Image Credit: Julie Cancela
May 16, 2016 - 1:19 PM
COMPLAINTS ABOUT DISCARDED SYRINGES ON THE RISE
KELOWNA - The Interior Health Authority has promised Kelowna city councillors it will step up efforts to retrieve syringes given out to intraveneous drug users, senior medical health officer Dr. Trevor Corneil says.
Outreach Urban Health, a program of the health authority, gives out 14,000 syringes a month in the Central Okanagan, Kelowna city councillors heard, directly exchanging about 7,600 and collecting another 3,600 from other sources.
Corneil told councillors during a workshop on harm reduction, best practices now calls for needle exchange operators to “flood the market” with syringes, long ago having abandoned the strict (and much less effective) one-for-one policy that governed the first versions of the program in Vancouver.
What happens to the other 2,800 syringes given out each month is unknown and some councillors were less than impressed with the practice having received complaints from residents about finding syringes in parks and outside local businesses.
“My perception is we’re creating a problem and the public’s perception is we’re not doing our job,” Coun. Luke Stack said.
“This is a public safety issue. If you’ve got your three-year-old granddaughter finding a needle in the park, that’s an unacceptable outcome, even though you could argue it improves the outcome for another population," Stack said. "I think not enough is being done to ensure other people are not being put at risk.”
Corneil told councillors the overall benefit to public health far outweighs the statistically negligible risk of infection from a needle stick but Coun. Maxine Dehart said the average Kelowna resident doesn’t know or care about best practices for harm reduction.
“They are just concerned about the threat to their family,” Dehart said. “The perception out there for the average person is you’d better run down to emergency. They would be frightened to death.”

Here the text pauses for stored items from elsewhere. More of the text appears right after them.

//! Per-call correlation state and run-wide counters.
use std::fmt;
use std::sync::Arc;
use std::sync::atomic::{AtomicU64, Ordering};
use std::time::Duration;

use chrono::{DateTime, Local};
use tokio::time::Instant;
use uuid::Uuid;

/// The fixed set of API operations a scripted run performs.
#[derive(Debug, Clone, PartialEq, Eq)]
pub enum Operation {
    UserInfo,
    Companies,
    CompanyTransactions { company_id: Arc<str> },
}

impl Operation {
    #[must_use]
    pub const fn name(&self) -> &'static str {
        match self {
            Operation::UserInfo => "user-info",
            Operation::Companies => "companies",
            Operation::CompanyTransactions { .. } => "company-transactions",
        }
    }

    #[must_use]
    pub fn company_id(&self) -> Option<&str> {
        match self {
            Operation::CompanyTransactions { company_id } => Some(company_id),
            Operation::UserInfo | Operation::Companies => None,
        }
    }
}

impl fmt::Display for Operation {
    fn fmt(&self, f: &mut fmt::Formatter<'_>) -> fmt::Result {
        match self.company_id() {
            Some(company_id) => write!(f, "{}:{}", self.name(), company_id),
            None => f.write_str(self.name()),
        }
    }
}

/// What an API call resolved to. Built by the client, never an `Err`.
#[derive(Debug, Clone, PartialEq, Eq)]
pub struct CallOutcome {
    pub status_code: Option<u16>,
    pub error: Option<String>,
}

impl CallOutcome {
    #[must_use]
    pub const fn success(status_code: u16) -> Self {
        Self {
            status_code: Some(status_code),
            error: None,
        }
    }

    #[must_use]
    pub const fn rejected(status_code: u16, detail: String) -> Self {
        Self {
            status_code: Some(status_code),
            error: Some(detail),
        }
    }

    #[must_use]
    pub const fn transport(detail: String) -> Self {
        Self {
            status_code: None,
            error: Some(detail),
        }
    }

    #[must_use]
    pub fn timed_out(limit: Duration) -> Self {
        Self::transport(format!("timed out after {}ms", limit.as_millis()))
    }
}

/// An in-flight API call.
///
/// Created right before dispatch and owned by that single request. The only
/// way out is [`CallContext::complete`], which consumes it.
#[derive(Debug)]
pub struct CallContext {
    session_id: Arc<str>,
    operation: Operation,
    correlation_id: String,
    ordinal: usize,
    cause_500: bool,
    start_time: DateTime<Local>,
    started: Instant,
}

impl CallContext {
    #[must_use]
    pub fn start(
        session_id: Arc<str>,
        operation: Operation,
        ordinal: usize,
        cause_500: bool,
    ) -> Self {
        Self {
            session_id,
            operation,
            correlation_id: Uuid::new_v4().to_string(),
            ordinal,
            cause_500,
            start_time: Local::now(),
            started: Instant::now(),
        }
    }

    #[must_use]
    pub fn session_id(&self) -> &str {
        &self.session_id
    }

    #[must_use]
    pub const fn operation(&self) -> &Operation {
        &self.operation
    }

    #[must_use]
    pub fn correlation_id(&self) -> &str {
        &self.correlation_id
    }

    /// 1-based creation ordinal across the whole run, warm-up included.
    #[must_use]
    pub const fn ordinal(&self) -> usize {
        self.ordinal
    }

    /// Whether the target API should be asked to fail this call with a 500.
    #[must_use]
    pub const fn cause_500(&self) -> bool {
        self.cause_500
    }

    #[must_use]
    pub fn complete(self, outcome: CallOutcome) -> CompletedCall {
        let duration_ms = u64::try_from(self.started.elapsed().as_millis()).unwrap_or(u64::MAX);
        CompletedCall {
            session_id: self.session_id,
            operation: self.operation,
            correlation_id: self.correlation_id,
            ordinal: self.ordinal,
            cause_500: self.cause_500,
            start_time: self.start_time,
            duration_ms,
            status_code: outcome.status_code,
            error: outcome.error,
        }
    }
}

/// A finished call. Read-only from here on.
#[derive(Debug, Clone, PartialEq, Eq)]
pub struct CompletedCall {
    session_id: Arc<str>,
    operation: Operation,
    correlation_id: String,
    ordinal: usize,
    cause_500: bool,
    start_time: DateTime<Local>,
    duration_ms: u64,
    status_code: Option<u16>,
    error: Option<String>,
}

impl CompletedCall {
    #[must_use]
    pub fn session_id(&self) -> &str {
        &self.session_id
    }

    #[must_use]
    pub const fn operation(&self) -> &Operation {
        &self.operation
    }

    #[must_use]
    pub fn correlation_id(&self) -> &str {
        &self.correlation_id
    }

    #[must_use]
    pub const fn ordinal(&self) -> usize {
        self.ordinal
    }

    #[must_use]
    pub const fn cause_500(&self) -> bool {
        self.cause_500
    }

    #[must_use]
    pub const fn start_time(&self) -> &DateTime<Local> {
        &self.start_time
    }

    #[must_use]
    pub const fn duration_ms(&self) -> u64 {
        self.duration_ms
    }

    #[must_use]
    pub const fn status_code(&self) -> Option<u16> {
        self.status_code
    }

    #[must_use]
    pub fn error(&self) -> Option<&str> {
        self.error.as_deref()
    }

    #[must_use]
    pub const fn is_error(&self) -> bool {
        self.error.is_some()
    }
}

/// Run-scoped totals. Both only ever go up.
///
/// Atomics keep the counts exact on a multi-thread runtime too.
#[derive(Debug, Default)]
pub struct RunCounters {
    total: AtomicU64,
    errors: AtomicU64,
}

impl RunCounters {
    #[must_use]
    pub fn new() -> Self {
        Self::default()
    }

    pub fn record_created(&self) {
        self.total.fetch_add(1, Ordering::Relaxed);
    }

    pub fn record_error(&self) {
        self.errors.fetch_add(1, Ordering::Relaxed);
    }

    #[must_use]
    pub fn total(&self) -> u64 {
        self.total.load(Ordering::Relaxed)
    }

    #[must_use]
    pub fn errors(&self) -> u64 {
        self.errors.load(Ordering::Relaxed)
    }
}

#[cfg(test)]
mod tests {
    use super::*;

    fn session() -> Arc<str> {
        Arc::from("session-1")
    }

    #[test]
    fn complete_copies_outcome_once() -> Result<(), String> {
        let context = CallContext::start(session(), Operation::Companies, 3, false);
        let correlation_id = context.correlation_id().to_owned();
        let done = context.complete(CallOutcome::rejected(403, "forbidden".to_owned()));

        if done.correlation_id() != correlation_id {
            return Err("Correlation id changed on completion".to_owned());
        }
        if done.status_code() != Some(403) {
            return Err(format!("Unexpected status: {:?}", done.status_code()));
        }
        if !done.is_error() {
            return Err("Expected error outcome".to_owned());
        }
        if done.ordinal() != 3 || done.session_id() != "session-1" {
            return Err("Identity fields not carried over".to_owned());
        }
        Ok(())
    }

    #[test]
    fn correlation_ids_are_unique() -> Result<(), String> {
        let first = CallContext::start(session(), Operation::UserInfo, 1, false);
        let second = CallContext::start(session(), Operation::UserInfo, 2, false);
        if first.correlation_id() == second.correlation_id() {
            return Err("Expected distinct correlation ids".to_owned());
        }
        Ok(())
    }

    #[test]
    fn operation_display_includes_company() -> Result<(), String> {
        let operation = Operation::CompanyTransactions {
            company_id: Arc::from("acme"),
        };
        let rendered = operation.to_string();
        if rendered != "company-transactions:acme" {
            return Err(format!("Unexpected display: {}", rendered));
        }
        if Operation::UserInfo.to_string() != "user-info" {
            return Err("Unexpected user-info display".to_owned());
        }
        Ok(())
    }

    #[test]
    fn counters_only_increase() -> Result<(), String> {
        let counters = RunCounters::new();
        counters.record_created();
        counters.record_created();
        counters.record_error();
        if counters.total() != 2 || counters.errors() != 1 {
            return Err(format!(
                "Unexpected counters: {}/{}",
                counters.errors(),
                counters.total()
            ));
        }
        Ok(())
    }
}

Coun. Ryan Donn said he understood the concept behind harm reduction but couldn’t help thinking about a robbery he’d heard of where the person had threatened a gas station clerk with a syringe.
“When I hear you’re flooding the market with syringes, I hear you’re flooding it with weapons,” Donn said.
Corneil told councillors the health authority is aware of concerns about the apparent increase in reports of discarded syringes to city bylaw and will work with them any way it can to reduce the numbers.
But he also reminded councillors needle exchange programs are a proven harm reduction strategy that has been in place in Kelowna for many years, with no evidence syringes are a serious public health threat even when improperly discarded.
“Making sure clean needles are available has worked and it’s time to move on,” Corneil said.